### [YOUR ASSIGNMENT]
Return only those lines of the material that contain "text".

### [PROVIDED DATA]

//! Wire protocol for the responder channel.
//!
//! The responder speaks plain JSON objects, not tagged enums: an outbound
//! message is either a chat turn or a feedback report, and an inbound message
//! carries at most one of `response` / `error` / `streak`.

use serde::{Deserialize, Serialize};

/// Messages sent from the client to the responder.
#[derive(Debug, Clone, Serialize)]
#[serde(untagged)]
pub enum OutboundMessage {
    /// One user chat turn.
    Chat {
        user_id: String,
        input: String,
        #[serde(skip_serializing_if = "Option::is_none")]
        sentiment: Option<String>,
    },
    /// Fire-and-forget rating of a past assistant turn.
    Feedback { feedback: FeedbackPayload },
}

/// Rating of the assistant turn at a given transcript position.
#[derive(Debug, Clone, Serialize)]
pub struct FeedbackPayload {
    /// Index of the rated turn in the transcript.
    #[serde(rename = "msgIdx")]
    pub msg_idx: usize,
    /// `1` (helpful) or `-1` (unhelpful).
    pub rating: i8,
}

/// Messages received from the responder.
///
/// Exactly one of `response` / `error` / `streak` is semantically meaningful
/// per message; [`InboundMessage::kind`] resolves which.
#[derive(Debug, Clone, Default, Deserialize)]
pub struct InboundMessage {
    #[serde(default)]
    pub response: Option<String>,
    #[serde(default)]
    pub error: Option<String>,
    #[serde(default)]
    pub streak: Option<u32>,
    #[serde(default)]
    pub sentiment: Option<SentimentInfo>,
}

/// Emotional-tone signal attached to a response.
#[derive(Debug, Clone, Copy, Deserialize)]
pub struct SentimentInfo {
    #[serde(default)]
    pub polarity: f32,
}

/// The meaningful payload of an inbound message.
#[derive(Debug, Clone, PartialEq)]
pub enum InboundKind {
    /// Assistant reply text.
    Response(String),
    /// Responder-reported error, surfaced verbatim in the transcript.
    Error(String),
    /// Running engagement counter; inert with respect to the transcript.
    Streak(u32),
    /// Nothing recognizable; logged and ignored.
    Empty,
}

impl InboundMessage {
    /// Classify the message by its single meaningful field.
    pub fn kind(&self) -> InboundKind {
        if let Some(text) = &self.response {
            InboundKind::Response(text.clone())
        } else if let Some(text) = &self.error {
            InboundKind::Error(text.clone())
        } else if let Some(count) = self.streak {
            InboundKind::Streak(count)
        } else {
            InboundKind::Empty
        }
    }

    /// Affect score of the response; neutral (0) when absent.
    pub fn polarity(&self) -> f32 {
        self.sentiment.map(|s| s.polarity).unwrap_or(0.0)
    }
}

### [RESPONSE TO THIS EXERCISE]
    /// Assistant reply text.
        if let Some(text) = &self.response {
            InboundKind::Response(text.clone())
        } else if let Some(text) = &self.error {
            InboundKind::Error(text.clone())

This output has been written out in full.